Antes de que el naufragio fuera total, Jean-Baptiste consiguió que tradujesen al emperador algunas palabras relativas a Juremi. Pedro I respondió que estaba al corriente y que había firmado un salvoconducto para el protestante, el cual podría serles de utilidad si por ventura lograban dar con su amigo. Luego, al tiempo que señalaba a un hombre sentado a un extremo de la mesa, el que parecía un clérigo y en el bosque les había avisado de su llegada, dijo:
—Como medida de precaución, no viajaréis solos. Bibitchev, ese que está ahí, os acompañará.
Jean-Baptiste observó a aquel individuo y, aunque el hombre fingió estar achispado y hablar de modo inconexo, comprendió por su mirada que no había bebido.
Se despertaron bien entrada la mañana, con la cabeza a punto de estallar, el traje lleno de manchas y sin recordar cómo había acabado el festín. Alguien los había acomodado en camas de campaña bajo un reducido refugio construido con varas y cubierto de alfombras. Tenían consigo sus efectos personales, y Küyük, sentado con indolencia sobre los talones, les contemplaba mientras masticaba una hierba. Se lavaron en un gran tonel que servía para abastecer la cocina de un regimiento de cosacos acantonado en su vecindad.
Hacia el mediodía, Saint-Août pasó a verles y les anunció que el emperador se había mostrado satisfecho de haberles conocido y que le había hecho entrega del salvoconducto para Juremi. Por desgracia el zar no podía volver a verles, pues había partido al amanecer para visitar unas fortificaciones que estaban construyendo en el camino del Daguestán. Como si fuera lo más normal del mundo, Saint-Août confirmó que el soberano se había levantado a las cinco, sin alterar sus costumbres, y que antes de partir había oído misa.
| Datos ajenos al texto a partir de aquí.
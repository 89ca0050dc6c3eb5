//! 纯文本 PDF 渲染
//!
//! 把 LLM 生成的简历/求职信文本排版成 A4 PDF：单一 Helvetica 字体，
//! 按字宽自动换行并分页。只覆盖 WinAnsi 字符集，其余字符替换为 `?`。

/// A4 页面尺寸（pt）
const PAGE_WIDTH: f32 = 595.0;
const PAGE_HEIGHT: f32 = 842.0;
const MARGIN: f32 = 50.0;
const FONT_SIZE: f32 = 12.0;
const LEADING: f32 = 14.0;

/// 正文可用宽度
const TEXT_WIDTH: f32 = PAGE_WIDTH - 2.0 * MARGIN;

/// 每页行数
const LINES_PER_PAGE: usize = ((PAGE_HEIGHT - 2.0 * MARGIN) / LEADING) as usize;

/// Helvetica 字宽表（1/1000 em），覆盖 ASCII 32..=126
const HELVETICA_WIDTHS: [u16; 95] = [
    278, 278, 355, 556, 556, 889, 667, 191, 333, 333, 389, 584, 278, 333, 278, 278, // ' '..'/'
    556, 556, 556, 556, 556, 556, 556, 556, 556, 556, // '0'..'9'
    278, 278, 584, 584, 584, 556, 1015, // ':'..'@'
    667, 667, 722, 722, 667, 611, 778, 722, 278, 500, 667, 556, 833, // 'A'..'M'
    722, 778, 667, 778, 722, 667, 611, 722, 667, 944, 667, 667, 611, // 'N'..'Z'
    278, 278, 278, 469, 556, 333, // '['..'`'
    556, 556, 500, 556, 556, 278, 556, 556, 222, 222, 500, 222, 833, // 'a'..'m'
    556, 556, 556, 556, 333, 500, 278, 556, 500, 722, 500, 500, 500, // 'n'..'z'
    334, 260, 334, 584, // '{'..'~'
];

/// 渲染纯文本为 PDF 字节
pub fn render_text_pdf(text: &str) -> Vec<u8> {
    let lines = wrap_text(text, TEXT_WIDTH);
    let pages: Vec<&[String]> = if lines.is_empty() {
        vec![&lines[..]]
    } else {
        lines.chunks(LINES_PER_PAGE).collect()
    };

    let mut doc = PdfBuilder::default();
    let page_count = pages.len();
    // 对象编号：1 目录，2 页树，3 字体，之后每页占两个（页面 + 内容流）
    let page_ids: Vec<usize> = (0..page_count).map(|i| 4 + i * 2).collect();

    doc.object(1, b"<< /Type /Catalog /Pages 2 0 R >>");
    let kids = page_ids
        .iter()
        .map(|id| format!("{} 0 R", id))
        .collect::<Vec<_>>()
        .join(" ");
    doc.object(
        2,
        format!("<< /Type /Pages /Kids [{}] /Count {} >>", kids, page_count).as_bytes(),
    );
    doc.object(
        3,
        b"<< /Type /Font /Subtype /Type1 /BaseFont /Helvetica /Encoding /WinAnsiEncoding >>",
    );

    for (page_lines, page_id) in pages.iter().zip(&page_ids) {
        let content_id = page_id + 1;
        doc.object(
            *page_id,
            format!(
                "<< /Type /Page /Parent 2 0 R /MediaBox [0 0 {} {}] \
                 /Resources << /Font << /F1 3 0 R >> >> /Contents {} 0 R >>",
                PAGE_WIDTH, PAGE_HEIGHT, content_id
            )
            .as_bytes(),
        );

        let stream = content_stream(page_lines);
        let mut body = format!("<< /Length {} >>\nstream\n", stream.len()).into_bytes();
        body.extend_from_slice(&stream);
        body.extend_from_slice(b"\nendstream");
        doc.object(content_id, &body);
    }

    doc.finish()
}

fn content_stream(lines: &[String]) -> Vec<u8> {
    let first_baseline = PAGE_HEIGHT - MARGIN - FONT_SIZE;
    let mut out = format!(
        "BT\n/F1 {} Tf\n{} TL\n{} {} Td\n",
        FONT_SIZE, LEADING, MARGIN, first_baseline
    )
    .into_bytes();

    for line in lines {
        out.push(b'(');
        for byte in encode_win_ansi(line) {
            if matches!(byte, b'(' | b')' | b'\\') {
                out.push(b'\\');
            }
            out.push(byte);
        }
        out.extend_from_slice(b") Tj\nT*\n");
    }
    out.extend_from_slice(b"ET");
    out
}

#[derive(Default)]
struct PdfBuilder {
    buf: Vec<u8>,
    offsets: Vec<(usize, usize)>,
}

impl PdfBuilder {
    fn object(&mut self, id: usize, body: &[u8]) {
        if self.buf.is_empty() {
            self.buf.extend_from_slice(b"%PDF-1.4\n");
        }
        self.offsets.push((id, self.buf.len()));
        self.buf.extend_from_slice(format!("{} 0 obj\n", id).as_bytes());
        self.buf.extend_from_slice(body);
        self.buf.extend_from_slice(b"\nendobj\n");
    }

    fn finish(mut self) -> Vec<u8> {
        self.offsets.sort_by_key(|(id, _)| *id);
        let xref_offset = self.buf.len();
        let size = self.offsets.len() + 1;

        let mut xref = format!("xref\n0 {}\n0000000000 65535 f \n", size);
        for (_, offset) in &self.offsets {
            xref.push_str(&format!("{:010} 00000 n \n", offset));
        }
        xref.push_str(&format!(
            "trailer\n<< /Size {} /Root 1 0 R >>\nstartxref\n{}\n%%EOF\n",
            size, xref_offset
        ));
        self.buf.extend_from_slice(xref.as_bytes());
        self.buf
    }
}

/// 字符映射到 WinAnsi 单字节
fn win_ansi_byte(c: char) -> u8 {
    match c {
        ' '..='~' => c as u8,
        '\u{a0}'..='\u{ff}' => c as u32 as u8,
        '\u{2018}' | '\u{2019}' => b'\'',
        '\u{201c}' | '\u{201d}' => b'"',
        '\u{2013}' | '\u{2014}' => b'-',
        '\u{2022}' => 0x95,
        '\t' => b' ',
        _ => b'?',
    }
}

fn encode_win_ansi(text: &str) -> Vec<u8> {
    text.chars().map(win_ansi_byte).collect()
}

fn char_width(c: char) -> f32 {
    let byte = win_ansi_byte(c);
    let units = match byte {
        32..=126 => HELVETICA_WIDTHS[(byte - 32) as usize],
        _ => 556,
    };
    units as f32 * FONT_SIZE / 1000.0
}

fn text_width(text: &str) -> f32 {
    text.chars().map(char_width).sum()
}

/// 按字宽换行，段落之间保留空行，超长单词按字符截断
pub(crate) fn wrap_text(text: &str, max_width: f32) -> Vec<String> {
    let mut lines = Vec::new();

    for paragraph in text.trim_end().lines() {
        let mut current = String::new();
        for word in paragraph.split_whitespace() {
            let candidate = if current.is_empty() {
                word.to_string()
            } else {
                format!("{} {}", current, word)
            };

            if text_width(&candidate) <= max_width {
                current = candidate;
                continue;
            }

            if !current.is_empty() {
                lines.push(std::mem::take(&mut current));
            }

            for c in word.chars() {
                if !current.is_empty() && text_width(&current) + char_width(c) > max_width {
                    lines.push(std::mem::take(&mut current));
                }
                current.push(c);
            }
        }
        lines.push(current);
    }

    lines
}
El coronel les llevó a una cantina de oficiales, donde desayunaron una brocheta. Durante la mañana había recabado información. Si querían encontrar a los prisioneros suecos —y a todos aquellos que, al igual que Juremi, combatían en las filas de Suecia— deportados durante los primeros meses, lo mejor era buscar en primer lugar en las regiones que bordean el Caspio y el mar de Aral. Los primeros que habían sido capturados durante aquella larga guerra fueron enviados más lejos, hacia Tobolsk y el Extremo Oriente. Los últimos seguían la progresión de las conquistas rusas; el imperio se extendía hacia el Cáucaso y se enviaba a los nuevos colonos en esa dirección. Se trataba de un indicio más bien alentador, aunque incierto. Permitía albergar la esperanza de que Juremi no se hubiera adentrado demasiado en las profundidades de Siberia y que darían con él sin tener que recorrer un camino demasiado largo.
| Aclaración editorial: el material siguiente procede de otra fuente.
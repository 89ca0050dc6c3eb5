pub mod answer_store;
pub mod artifact_service;
pub mod collaborators;
pub mod element_locator;
pub mod failure_writer;
pub mod llm_artifacts;
pub mod llm_service;
pub mod pdf_writer;
pub mod redirect_guard;
pub mod waits;

pub use answer_store::AnswerStore;
pub use artifact_service::{validate_artifact, ArtifactService};
pub use collaborators::{
    ArtifactGenerator, GenerationError, QuestionAnswerer, ResolvedAnswer, UploadPurpose,
};
pub use element_locator::{Cardinality, ElementLocator, LocatorStrategy, LocatorTarget};
pub use failure_writer::FailureWriter;
pub use llm_artifacts::LlmArtifactGenerator;
pub use llm_service::LlmService;
pub use pdf_writer::render_text_pdf;
pub use redirect_guard::RedirectGuard;
pub use waits::Waits;
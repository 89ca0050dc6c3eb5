//! JS 执行器 - 基础设施层
//!
//! 持有唯一的 page 资源，只暴露"执行 JS"的能力

use anyhow::{Context, Result};
use chromiumoxide::Page;
use serde::de::DeserializeOwned;
use serde_json::Value as JsonValue;

/// JS 执行器
///
/// 职责：
/// - 持有唯一的 Page 资源
/// - 暴露 eval() / call() 能力
/// - 不认识 Job / 表单步骤
pub struct JsExecutor {
    page: Page,
}

impl JsExecutor {
    pub fn new(page: Page) -> Self {
        Self { page }
    }

    /// 获取 page 的引用（用于导航、上传等非脚本操作）
    pub fn page(&self) -> &Page {
        &self.page
    }

    /// 执行 JS 代码并返回 JSON 结果
    ///
    /// 脚本没有返回值时结果为 `null`。
    pub async fn eval(&self, js_code: impl Into<String>) -> Result<JsonValue> {
        let result = self
            .page
            .evaluate(js_code.into())
            .await
            .context("执行页面脚本失败")?;
        Ok(result.into_value().unwrap_or(JsonValue::Null))
    }

    /// 以 JSON 参数调用一段函数体
    ///
    /// 函数体中以 `args` 引用参数，参数经过 JSON 序列化后传入，不需要手动转义。
    pub async fn call(&self, body: &str, args: &JsonValue) -> Result<JsonValue> {
        let js_code = format!(
            "((args) => {{\n{}\n}})({})",
            body,
            serde_json::to_string(args)?
        );
        self.eval(js_code).await
    }

    /// 调用函数体并反序列化为指定类型
    pub async fn call_as<T: DeserializeOwned>(&self, body: &str, args: &JsonValue) -> Result<T> {
        let json_value = self.call(body, args).await?;
        serde_json::from_value(json_value).context("脚本返回值类型不符")
    }
}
—Según esas informaciones —precisó Saint-Août—, deberían encontrar a su amigo al norte del extenso mar situado muy cerca de aquí y que denominamos Caspio. Para remontarlo, el transporte más adecuado sigue siendo el barco. Con eso se evitarán malos caminos y regiones de marismas en los aledaños de Astraján, donde podrían contraer fiebres.
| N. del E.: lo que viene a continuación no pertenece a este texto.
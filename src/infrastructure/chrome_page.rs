//! 基于 chromiumoxide 的页面驱动
//!
//! 元素查找在页面内执行：命中的元素被打上 `data-ea-handle` 标记，
//! 之后的操作再通过该标记定位回同一个 DOM 节点。
//!
//! 编号由驱动统一分配并且只增不减，导航或刷新后旧编号不会被新文档里的节点复用，
//! 旧句柄只会报"已失效"。

use std::path::Path;

use anyhow::{Context, Result};
use async_trait::async_trait;
use chromiumoxide::cdp::browser_protocol::dom::SetFileInputFilesParams;
use serde::de::DeserializeOwned;
use serde::Deserialize;
use serde_json::{json, Value as JsonValue};
use tokio::sync::Mutex;
use tracing::debug;

use crate::infrastructure::driver::{ElementHandle, Matcher, PageDriver};
use crate::infrastructure::js_executor::JsExecutor;

const HANDLE_ATTR: &str = "data-ea-handle";

/// 给节点分配句柄编号（已有编号时复用），从 `args.next` 开始递增
const TAG_FN: &str = r#"
let next = args.next;
const tag = (n) => {
    if (!n.hasAttribute('data-ea-handle')) {
        n.setAttribute('data-ea-handle', String(next));
        next += 1;
    }
    return Number(n.getAttribute('data-ea-handle'));
};
"#;

/// 打标记脚本的返回值
#[derive(Debug, Deserialize)]
struct Tagged<T> {
    found: T,
    next: u64,
}

/// Chrome 页面驱动
pub struct ChromePage {
    executor: JsExecutor,
    /// 下一个可分配的句柄编号
    next_handle: Mutex<u64>,
}

impl ChromePage {
    pub fn new(executor: JsExecutor) -> Self {
        Self {
            executor,
            next_handle: Mutex::new(1),
        }
    }

    /// 执行会给节点打标记的脚本，并记下用到的编号
    ///
    /// 脚本中用 `tag(node)` 取得编号，最后 `return done(value)`。
    async fn call_tagging<T: DeserializeOwned>(&self, body: &str, mut args: JsonValue) -> Result<T> {
        let mut next_handle = self.next_handle.lock().await;
        args["next"] = json!(*next_handle);

        let body = format!(
            r#"
            {TAG_FN}
            const done = (found) => ({{ found, next }});
            {body}
            "#
        );
        let tagged: Tagged<T> = self.executor.call_as(&body, &args).await?;
        *next_handle = tagged.next.max(*next_handle);
        Ok(tagged.found)
    }

    fn selector_for(element: ElementHandle) -> String {
        format!("[{}=\"{}\"]", HANDLE_ATTR, element.id())
    }

    /// 在指定元素上执行一段脚本
    ///
    /// 脚本中以 `el` 引用该元素，以 `params` 引用额外参数。
    async fn eval_on(
        &self,
        element: ElementHandle,
        body: &str,
        params: JsonValue,
    ) -> Result<JsonValue> {
        let body = format!(
            r#"
            const el = document.querySelector(args.selector);
            if (!el) {{
                return {{ __missing: true }};
            }}
            const params = args.params;
            {body}
            "#
        );
        let args = json!({ "selector": Self::selector_for(element), "params": params });

        let value = self.executor.call(&body, &args).await?;
        if value.get("__missing").and_then(|v| v.as_bool()) == Some(true) {
            anyhow::bail!("元素句柄已失效: #{}", element.id());
        }
        Ok(value)
    }

    async fn element(&self, element: ElementHandle) -> Result<chromiumoxide::element::Element> {
        self.executor
            .page()
            .find_element(Self::selector_for(element))
            .await
            .with_context(|| format!("无法定位元素句柄 #{}", element.id()))
    }
}

#[async_trait]
impl PageDriver for ChromePage {
    async fn navigate(&self, url: &str) -> Result<()> {
        debug!("导航到: {}", url);
        self.executor
            .page()
            .goto(url)
            .await
            .with_context(|| format!("导航到 {} 失败", url))?;
        Ok(())
    }

    async fn current_url(&self) -> Result<String> {
        Ok(self.executor.page().url().await?.unwrap_or_default())
    }

    async fn reload(&self) -> Result<()> {
        self.executor.page().reload().await.context("刷新页面失败")?;
        Ok(())
    }

    async fn page_source(&self) -> Result<String> {
        Ok(self.executor.page().content().await?)
    }

    async fn find_all(
        &self,
        scope: Option<ElementHandle>,
        matcher: &Matcher,
    ) -> Result<Vec<ElementHandle>> {
        let (kind, expression) = match matcher {
            Matcher::Css(s) => ("css", s),
            Matcher::XPath(s) => ("xpath", s),
        };
        let args = json!({
            "scope": scope.map(Self::selector_for),
            "kind": kind,
            "expression": expression,
        });

        let body = format!(
            r#"
            const root = args.scope === null ? document : document.querySelector(args.scope);
            if (!root) {{
                return done([]);
            }}
            let nodes = [];
            if (args.kind === 'css') {{
                nodes = Array.from(root.querySelectorAll(args.expression));
            }} else {{
                const snapshot = document.evaluate(args.expression, root, null, XPathResult.ORDERED_NODE_SNAPSHOT_TYPE, null);
                for (let i = 0; i < snapshot.snapshotLength; i++) {{
                    nodes.push(snapshot.snapshotItem(i));
                }}
            }}
            return done(nodes.filter(n => n.nodeType === Node.ELEMENT_NODE).map(tag));
            "#
        );

        let ids: Vec<u64> = self.call_tagging(&body, args).await?;
        Ok(ids.into_iter().map(ElementHandle::new).collect())
    }

    async fn parent(&self, element: ElementHandle) -> Result<Option<ElementHandle>> {
        let found: Option<JsonValue> = self
            .call_tagging(
                r#"
                const el = document.querySelector(args.selector);
                if (!el) {
                    return done({ __missing: true });
                }
                return done(el.parentElement ? tag(el.parentElement) : null);
                "#,
                json!({ "selector": Self::selector_for(element) }),
            )
            .await?;
        match found {
            Some(JsonValue::Object(map)) if map.contains_key("__missing") => {
                anyhow::bail!("元素句柄已失效: #{}", element.id())
            }
            Some(value) => Ok(value.as_u64().map(ElementHandle::new)),
            None => Ok(None),
        }
    }

    async fn is_visible(&self, element: ElementHandle) -> Result<bool> {
        let value = self
            .eval_on(
                element,
                r#"
                const style = window.getComputedStyle(el);
                if (style.visibility === 'hidden' || style.display === 'none') {
                    return false;
                }
                return el.getClientRects().length > 0;
                "#,
                JsonValue::Null,
            )
            .await?;
        Ok(value.as_bool().unwrap_or(false))
    }

    async fn is_clickable(&self, element: ElementHandle) -> Result<bool> {
        let value = self
            .eval_on(
                element,
                r#"
                const style = window.getComputedStyle(el);
                if (style.visibility === 'hidden' || style.display === 'none' || style.pointerEvents === 'none') {
                    return false;
                }
                if (el.disabled || el.getAttribute('aria-disabled') === 'true') {
                    return false;
                }
                return el.getClientRects().length > 0;
                "#,
                JsonValue::Null,
            )
            .await?;
        Ok(value.as_bool().unwrap_or(false))
    }

    async fn click(&self, element: ElementHandle) -> Result<()> {
        self.element(element)
            .await?
            .click()
            .await
            .with_context(|| format!("点击元素 #{} 失败", element.id()))?;
        Ok(())
    }

    async fn type_text(&self, element: ElementHandle, text: &str) -> Result<()> {
        self.eval_on(
            element,
            r#"
            el.focus();
            if ('value' in el) {
                el.value = '';
                el.dispatchEvent(new Event('input', { bubbles: true }));
            }
            return true;
            "#,
            JsonValue::Null,
        )
        .await?;

        self.element(element)
            .await?
            .click()
            .await?
            .type_str(text)
            .await
            .with_context(|| format!("向元素 #{} 输入文本失败", element.id()))?;
        Ok(())
    }

    async fn select_option(&self, element: ElementHandle, option_text: &str) -> Result<()> {
        let selected = self
            .eval_on(
                element,
                r#"
                const wanted = params.wanted.trim().toLowerCase();
                const option = Array.from(el.options || []).find(o => o.text.trim().toLowerCase() === wanted);
                if (!option) {
                    return false;
                }
                el.value = option.value;
                el.dispatchEvent(new Event('change', { bubbles: true }));
                return true;
                "#,
                json!({ "wanted": option_text }),
            )
            .await?;
        if selected.as_bool() != Some(true) {
            anyhow::bail!("下拉框中没有选项: {}", option_text);
        }
        Ok(())
    }

    async fn text(&self, element: ElementHandle) -> Result<String> {
        let value = self
            .eval_on(
                element,
                "return el.innerText || el.textContent || '';",
                JsonValue::Null,
            )
            .await?;
        Ok(value.as_str().unwrap_or_default().to_string())
    }

    async fn attribute(&self, element: ElementHandle, name: &str) -> Result<Option<String>> {
        let value = self
            .eval_on(
                element,
                "return el.getAttribute(params.name);",
                json!({ "name": name }),
            )
            .await?;
        Ok(value.as_str().map(str::to_string))
    }

    async fn set_file(&self, element: ElementHandle, path: &Path) -> Result<()> {
        let target = self.element(element).await?;
        let mut params = SetFileInputFilesParams::new(vec![path.to_string_lossy().to_string()]);
        params.backend_node_id = Some(target.backend_node_id);
        self.executor
            .page()
            .execute(params)
            .await
            .with_context(|| format!("上传文件失败: {}", path.display()))?;
        Ok(())
    }

    async fn reveal(&self, element: ElementHandle) -> Result<()> {
        self.eval_on(
            element,
            "el.classList.remove('hidden'); return true;",
            JsonValue::Null,
        )
        .await?;
        Ok(())
    }

    async fn blur_active(&self) -> Result<()> {
        self.executor
            .call(
                "if (document.activeElement) { document.activeElement.blur(); } return true;",
                &JsonValue::Null,
            )
            .await?;
        Ok(())
    }

    async fn scroll_height(&self) -> Result<u64> {
        let height: f64 = self
            .executor
            .call_as("return document.documentElement.scrollHeight;", &JsonValue::Null)
            .await?;
        Ok(height.max(0.0) as u64)
    }

    async fn scroll_to(&self, y: u64) -> Result<()> {
        self.executor
            .call(
                "document.documentElement.scrollTop = args.y; return true;",
                &json!({ "y": y }),
            )
            .await?;
        Ok(())
    }
}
Propuso conducirles hasta la costa más próxima, un poco al sur de la ciudad de Derbent, distante apenas treinta verstas.
—Solo podré acompañarles la mitad del camino, pues me necesitan aquí, pero Bibitchev se quedará con ustedes.
¿Bibitchev? Se habían olvidado de él. En el carillón de sus pobres cabezas, Jean-Baptiste y George lo habían mezclado todo. Sin embargo, en el momento de partir, cuando vieron acercarse su negra silueta, a lomos de un caballo siberiano de pelo largo, con su cráneo chato y desnudo donde a duras penas sobrevivía un islote de cabellos en equilibrio sobre la frente, lo reconocieron con el mismo desagrado que se experimenta al sentir un regusto a moho en la pulpa de un hermoso fruto.